For stage III patients, the clinical quality of treatment plans is a trade-off between high doses to gross tumour volume and limiting treatment related pneumonitis (TRP). Doses higher than 64 Gy are preferred [13] which could be obtained for all 73 clinical patients in this study. Simultaneously, lung doses should be minimized since these influenced the post-radiation acute TRP. Several studies describe analyses to determine indicators for predicting TRP [2933]. Different predictors were indicated in these studies, e.g. V5Gy-cont by Song et al. [29], V5Gy by Wang et al. [30], MLD and V30Gy by Kim et al. [31], and V10Gy by Shi et al. [32] and Spych et al. [33]. Song et al. [29] have shown with an extensive multivariate analysis including V5Gy, V10Gy, V13Gy, V15Gy, V20Gy and MLD for total lung, ipsilateral lung and contra-lateral lung that V5Gy-cont was the only remaining significant factor associated with TRP. They concluded that V5Gy-cont should be kept as low as possible and they suggested a cut-off value of 60% since incidences of grade ≥ 3 pneumonitis were 35% and 0%, respectively, for V5Gy-cont ≤ 60% and V5Gy-cont > 60% (p = 0.01).

In this study, a V5Gy-cont planning objective of 30% or 25% was used with priority of 450 or 500 for the 73 stage III patients planned with VMAT. Adding this objective decreased significantly the MLD, V5Gy and V5Gy-cont (p < 0.01) from 12.7 Gy, 53.5% and 47.7% to 12.4 Gy, 46.6% and 35.6%, respectively. The V5Gy-cont was larger than 60% for only one patient. Kim et al. [31] have used a MLD cut-off value of 16 Gy and indicated that the actual incidence of lung toxicity of grade ≥ 2 was 8% for MLD ≤ 16 Gy and 54% for MLD > 16 Gy (p < 0.01). Wang et al. [30] have determined an incidence of grade ≥ 3 TRP at 1 year of 13% for MLD ≤ 16.5 Gy and of 36% for MLD >16.5 Gy (p = 0.02). We have obtained a MLD ≤ 16.5 Gy for 90.4% of the patients and the maximum MLD was 18.3 Gy.

The lung dose values, MLD, V20Gy, V5Gy and V5Gy-cont were compared to lung dose values published in the literature using VMAT and hybrid-VMAT techniques.
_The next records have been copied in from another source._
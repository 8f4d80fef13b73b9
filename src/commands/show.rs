//! Show command: print what the widget would display right now.

use anyhow::Result;

use crate::config::Config;
use crate::snapshot::{DisplayState, SnapshotRecord};
use crate::widget::{TerminalRenderer, WidgetHost};

/// Handle the show command.
pub fn handle_show_command(config: &Config, json: bool) -> Result<()> {
    let store = super::open_store(config)?;
    let host = WidgetHost::new(store, TerminalRenderer);
    let record = host.snapshot_record();
    let state = DisplayState::from_record(&record);

    if json {
        println!("{}", serde_json::to_string(&state)?);
        return Ok(());
    }

    log_version!();
    log_display_state(&state, &record);
    log_end!();
    Ok(())
}

fn log_display_state(state: &DisplayState, record: &SnapshotRecord) {
    log_block_start!("Widget display");
    log_indented!("Total stock: {}", state.total_stock);
    log_indented!("Inbound today: {}", state.inbound_count());
    log_indented!("Subtitle: {}", state.inbound_subtitle);

    match record {
        SnapshotRecord::Decoded(snapshot) => {
            if let Some(last_updated) = &snapshot.last_updated {
                log_indented!("Last updated: {}", last_updated);
            }
        }
        SnapshotRecord::Malformed => {
            log_pipe!();
            log_warning!("Stored snapshot is not a JSON object; showing the placeholder");
        }
        SnapshotRecord::Absent => {
            log_pipe!();
            log_info!("No inventory snapshot has been stored yet");
        }
    }
}

pub fn display_help() {
    log_version!();
    log_block_start!("show - Print the current widget display");
    log_block_start!("Usage: stockwidget show [--json]");
    log_block_start!("Description:");
    log_indented!("Parses the stored snapshot exactly as a widget refresh would");
    log_indented!("and prints the resulting count and subtitle.");
    log_block_start!("JSON output:");
    log_indented!(
        "{}",
        r#"{"totalStock":"152","inboundSubtitle":"总库存 · 今日入库 12"}"#
    );
    log_end!();
}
It is shown in Table 2 that the clinical VMAT plans of this study were at least comparable to the plans obtained with VMAT and hybrid-VMAT discussed in literature [1416]. Historically, all our stage III plans were normalised as: 99% of the PTV is covered by 90% of the prescribed dose (66 Gy). Our normalisation is in close agreement with the recommended normalisation method by ICRU 83 [34], to the mean PTV dose. For our stage III patients, the mean PTV dose was 101.2% ± 1.4%. This implies that our normal tissue DVH values will even be slightly better when we use ICRU 83 for normalisation in the future.

Table 2 Comparison of stage III VMAT and hybrid-VMAT plans

This study illustrates that it is possible with two 180 degree arcs to obtain clinical plan qualities compared to VMAT and hybrid-VMAT plans described in literature. Generating acceptable plans using VMAT with two arcs of 180 degrees required only 1 hour for plan optimization and dose calculations. Consequently, our clinical VMAT plans show comparable clinical plan quality as hybrid VMAT techniques, therefore being a quick and easy alternative.

Conclusions

We investigated the quality of VMAT treatment plans using Eclipse treatment planning system version 10.0 for stage I and III lung patients. All plans consisted of 2 partial arcs of 180 degrees. We showed that the AXB calculation algorithm was preferable to AAA since possible PTV underdosage, as a result of inaccurate AAA calculations, can be avoided. In addition, the calculation time was much shorter for AXB. For clinical VMAT lung plans, the quality and accuracy of AXB grid size 2.5 mm was comparable with AXB grid size 1.0 mm. However, the calculation time increases drastically when grid size 1.0 mm was used.

The VMAT plans were compared to published treatment planning studies. The clinical VMAT AXB grid size 2.5 mm plans obtained in this study were at least comparable to the published planning studies, e.g. planned with hybrid-VMAT, therefore being a quick and easy alternative for this technique.